The problem:
Give back, word for word, the lines in the listing below from the one holding "use crate::job::JobId;" down to the one holding "job's own rule.", both ends included.

Data provided:
*****
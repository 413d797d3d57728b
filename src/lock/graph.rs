//! Waits-for graph between threads and the resources they hold.
//!
//! Nodes are threads. A thread holds explicit locks (with a reentrancy depth)
//! and a stack of rule frames; it waits for at most one resource at a time.
//! An edge `A -> B` exists while `A` waits for a resource `B` holds. The graph
//! is acyclic except while a detected cycle is being resolved, and a thread
//! marked as victim is no longer treated as waiting.

use std::collections::{HashMap, HashSet};
use std::sync::Arc;
use std::thread::ThreadId;

use crate::core::rule::{self, RuleRef};
use crate::job::JobId;

use super::policy::VictimCandidate;

/// Identifier of an [`OrderedLock`](super::OrderedLock).
pub type LockId = u64;

/// Something a thread can hold or wait for.
#[derive(Debug, Clone)]
pub(crate) enum Resource {
    Lock { id: LockId, name: Arc<str> },
    Rule(RuleRef),
}

impl Resource {
    pub fn describe(&self) -> String {
        match self {
            Self::Lock { name, .. } => format!("lock `{name}`"),
            Self::Rule(rule) => format!("rule {}", rule::describe(rule.as_ref())),
        }
    }
}

/// One `begin_rule` on a thread. Frames covered by an outer frame are kept
/// only to match `end_rule` calls and do not hold anything.
#[derive(Debug, Clone)]
pub(crate) struct RuleFrame {
    pub rule: RuleRef,
    pub acquired: bool,
    /// Set for the frame carrying a running job's own rule.
    pub job: Option<JobId>,
}

#[derive(Debug)]
struct Wait {
    resource: Resource,
    seq: u64,
}

#[derive(Debug, Default)]
struct ThreadNode {
    rules: Vec<RuleFrame>,
    waiting: Option<Wait>,
    victim: bool,
}

impl ThreadNode {
    fn is_empty(&self) -> bool {
        self.rules.is_empty() && self.waiting.is_none() && !self.victim
    }
}

#[derive(Debug)]
struct LockOwner {
    thread: ThreadId,
    depth: usize,
    name: Arc<str>,
}

/// Resources released on behalf of a thread whose job left them behind.
#[derive(Debug, Default)]
pub(crate) struct Leaked {
    pub rules: Vec<RuleFrame>,
    pub locks: Vec<Arc<str>>,
}

impl Leaked {
    pub fn is_empty(&self) -> bool {
        self.rules.is_empty() && self.locks.is_empty()
    }

    pub fn descriptions(&self) -> Vec<String> {
        self.rules
            .iter()
            .map(|f| format!("rule {}", rule::describe(f.rule.as_ref())))
            .chain(self.locks.iter().map(|name| format!("lock `{name}`")))
            .collect()
    }
}

#[derive(Debug, Default)]
pub(crate) struct WaitGraph {
    threads: HashMap<ThreadId, ThreadNode>,
    locks: HashMap<LockId, LockOwner>,
    next_seq: u64,
}

impl WaitGraph {
    fn node(&mut self, thread: ThreadId) -> &mut ThreadNode {
        self.threads.entry(thread).or_default()
    }

    fn prune(&mut self, thread: ThreadId) {
        if self.threads.get(&thread).is_some_and(ThreadNode::is_empty) {
            self.threads.remove(&thread);
        }
    }

    /// Threads other than `thread` holding an acquired rule that conflicts
    /// with `wanted`.
    fn rule_holders(&self, wanted: &RuleRef, thread: ThreadId) -> Vec<ThreadId> {
        self.threads
            .iter()
            .filter(|(t, _)| **t != thread)
            .filter(|(_, node)| {
                node.rules
                    .iter()
                    .any(|f| f.acquired && rule::conflicts(f.rule.as_ref(), wanted.as_ref()))
            })
            .map(|(t, _)| *t)
            .collect()
    }

    fn blockers(&self, thread: ThreadId) -> Vec<ThreadId> {
        let Some(wait) = self.threads.get(&thread).and_then(|n| n.waiting.as_ref()) else {
            return Vec::new();
        };
        match &wait.resource {
            Resource::Lock { id, .. } => self
                .locks
                .get(id)
                .map(|owner| owner.thread)
                .filter(|owner| *owner != thread)
                .into_iter()
                .collect(),
            Resource::Rule(wanted) => self.rule_holders(wanted, thread),
        }
    }

    fn is_waiting(&self, thread: ThreadId) -> bool {
        self.threads
            .get(&thread)
            .is_some_and(|n| n.waiting.is_some() && !n.victim)
    }

    /// Whether `thread` could take `resource` right now.
    pub fn can_acquire(&self, resource: &Resource, thread: ThreadId) -> bool {
        match resource {
            Resource::Lock { id, .. } => self.locks.get(id).is_none_or(|o| o.thread == thread),
            Resource::Rule(wanted) => self.rule_holders(wanted, thread).is_empty(),
        }
    }

    /// Whether a job rule may be granted at dispatch: no thread at all holds
    /// a conflicting rule. Dispatch targets are idle workers or yielded job
    /// threads, neither of which holds rule frames of its own.
    pub fn rule_available(&self, wanted: &RuleRef) -> bool {
        !self.threads.values().any(|node| {
            node.rules
                .iter()
                .any(|f| f.acquired && rule::conflicts(f.rule.as_ref(), wanted.as_ref()))
        })
    }

    pub fn hold_lock(&mut self, id: LockId, name: &Arc<str>, thread: ThreadId) {
        let owner = self.locks.entry(id).or_insert_with(|| LockOwner {
            thread,
            depth: 0,
            name: Arc::clone(name),
        });
        owner.depth += 1;
    }

    /// Drop one level of `thread`'s hold on `id`. Returns `Some(true)` when
    /// the lock became free, `None` when `thread` does not hold it.
    pub fn release_lock(&mut self, id: LockId, thread: ThreadId) -> Option<bool> {
        let owner = self.locks.get_mut(&id).filter(|o| o.thread == thread)?;
        owner.depth -= 1;
        if owner.depth == 0 {
            self.locks.remove(&id);
            Some(true)
        } else {
            Some(false)
        }
    }

    pub fn lock_depth(&self, id: LockId, thread: ThreadId) -> usize {
        self.locks
            .get(&id)
            .filter(|o| o.thread == thread)
            .map_or(0, |o| o.depth)
    }

    pub fn lock_holder(&self, id: LockId) -> Option<ThreadId> {
        self.locks.get(&id).map(|o| o.thread)
    }

    /// True if an acquired frame of `thread` already contains `wanted`.
    pub fn covers(&self, thread: ThreadId, wanted: &RuleRef) -> bool {
        self.threads.get(&thread).is_some_and(|node| {
            node.rules
                .iter()
                .any(|f| f.acquired && rule::contains(f.rule.as_ref(), wanted.as_ref()))
        })
    }

    pub fn push_rule(&mut self, thread: ThreadId, frame: RuleFrame) {
        self.node(thread).rules.push(frame);
    }

    pub fn top_rule(&self, thread: ThreadId) -> Option<&RuleFrame> {
        self.threads.get(&thread).and_then(|n| n.rules.last())
    }

    pub fn pop_rule(&mut self, thread: ThreadId) -> Option<RuleFrame> {
        let frame = self.threads.get_mut(&thread).and_then(|n| n.rules.pop());
        self.prune(thread);
        frame
    }

    /// Number of rule frames on `thread`.
    #[cfg(test)]
    pub fn rule_depth(&self, thread: ThreadId) -> usize {
        self.threads.get(&thread).map_or(0, |n| n.rules.len())
    }

    /// Remove the frame carrying `job`'s own rule from `thread`.
    pub fn remove_job_rule(&mut self, thread: ThreadId, job: JobId) -> Option<RuleFrame> {
        let node = self.threads.get_mut(&thread)?;
        let idx = node.rules.iter().position(|f| f.job == Some(job))?;
        let frame = node.rules.remove(idx);
        self.prune(thread);
        Some(frame)
    }

    /// Strip every rule frame and lock still held by `thread`.
    pub fn release_thread(&mut self, thread: ThreadId) -> Leaked {
        let rules = self
            .threads
            .get_mut(&thread)
            .map(|n| std::mem::take(&mut n.rules))
            .unwrap_or_default();
        let lock_ids: Vec<LockId> = self
            .locks
            .iter()
            .filter(|(_, o)| o.thread == thread)
            .map(|(id, _)| *id)
            .collect();
        let locks = lock_ids
            .into_iter()
            .filter_map(|id| self.locks.remove(&id))
            .map(|o| o.name)
            .collect();
        self.prune(thread);
        Leaked { rules, locks }
    }

    pub fn begin_wait(&mut self, thread: ThreadId, resource: Resource) {
        let seq = self.next_seq;
        self.next_seq += 1;
        self.node(thread).waiting = Some(Wait { resource, seq });
    }

    pub fn end_wait(&mut self, thread: ThreadId) {
        if let Some(node) = self.threads.get_mut(&thread) {
            node.waiting = None;
            node.victim = false;
        }
        self.prune(thread);
    }

    /// Clear and return the victim flag of `thread`.
    pub fn take_victim(&mut self, thread: ThreadId) -> bool {
        self.threads
            .get_mut(&thread)
            .is_some_and(|n| std::mem::take(&mut n.victim))
    }

    pub fn mark_victim(&mut self, thread: ThreadId) {
        self.node(thread).victim = true;
    }

    /// Locks held (with depth) plus acquired rule frames.
    pub fn total_depth(&self, thread: ThreadId) -> usize {
        let locks: usize = self
            .locks
            .values()
            .filter(|o| o.thread == thread)
            .map(|o| o.depth)
            .sum();
        let rules = self
            .threads
            .get(&thread)
            .map_or(0, |n| n.rules.iter().filter(|f| f.acquired).count());
        locks + rules
    }

    /// Search for a waits-for cycle passing through `start`. Returns the
    /// threads on the cycle, starting with `start`.
    pub fn find_cycle(&self, start: ThreadId) -> Option<Vec<ThreadId>> {
        if !self.is_waiting(start) {
            return None;
        }
        let mut path = vec![start];
        let mut visited = HashSet::from([start]);
        self.walk(start, start, &mut path, &mut visited).then_some(path)
    }

    fn walk(
        &self,
        current: ThreadId,
        start: ThreadId,
        path: &mut Vec<ThreadId>,
        visited: &mut HashSet<ThreadId>,
    ) -> bool {
        for next in self.blockers(current) {
            if next == start {
                return true;
            }
            if !self.is_waiting(next) || !visited.insert(next) {
                continue;
            }
            path.push(next);
            if self.walk(next, start, path, visited) {
                return true;
            }
            path.pop();
        }
        false
    }

    pub fn candidates(&self, cycle: &[ThreadId], requester: ThreadId) -> Vec<VictimCandidate> {
        cycle
            .iter()
            .map(|t| VictimCandidate {
                thread: *t,
                held_depth: self.total_depth(*t),
                wait_seq: self
                    .threads
                    .get(t)
                    .and_then(|n| n.waiting.as_ref())
                    .map_or(0, |w| w.seq),
                is_requester: *t == requester,
            })
            .collect()
    }

    #[cfg(test)]
    pub fn thread_count(&self) -> usize {
        self.threads.len()
    }
}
*****
Exercise result:
use crate::job::JobId;

use super::policy::VictimCandidate;

/// Identifier of an [`OrderedLock`](super::OrderedLock).
pub type LockId = u64;

/// Something a thread can hold or wait for.
#[derive(Debug, Clone)]
pub(crate) enum Resource {
    Lock { id: LockId, name: Arc<str> },
    Rule(RuleRef),
}

impl Resource {
    pub fn describe(&self) -> String {
        match self {
            Self::Lock { name, .. } => format!("lock `{name}`"),
            Self::Rule(rule) => format!("rule {}", rule::describe(rule.as_ref())),
        }
    }
}

/// One `begin_rule` on a thread. Frames covered by an outer frame are kept
/// only to match `end_rule` calls and do not hold anything.
#[derive(Debug, Clone)]
pub(crate) struct RuleFrame {
    pub rule: RuleRef,
    pub acquired: bool,
    /// Set for the frame carrying a running job's own rule.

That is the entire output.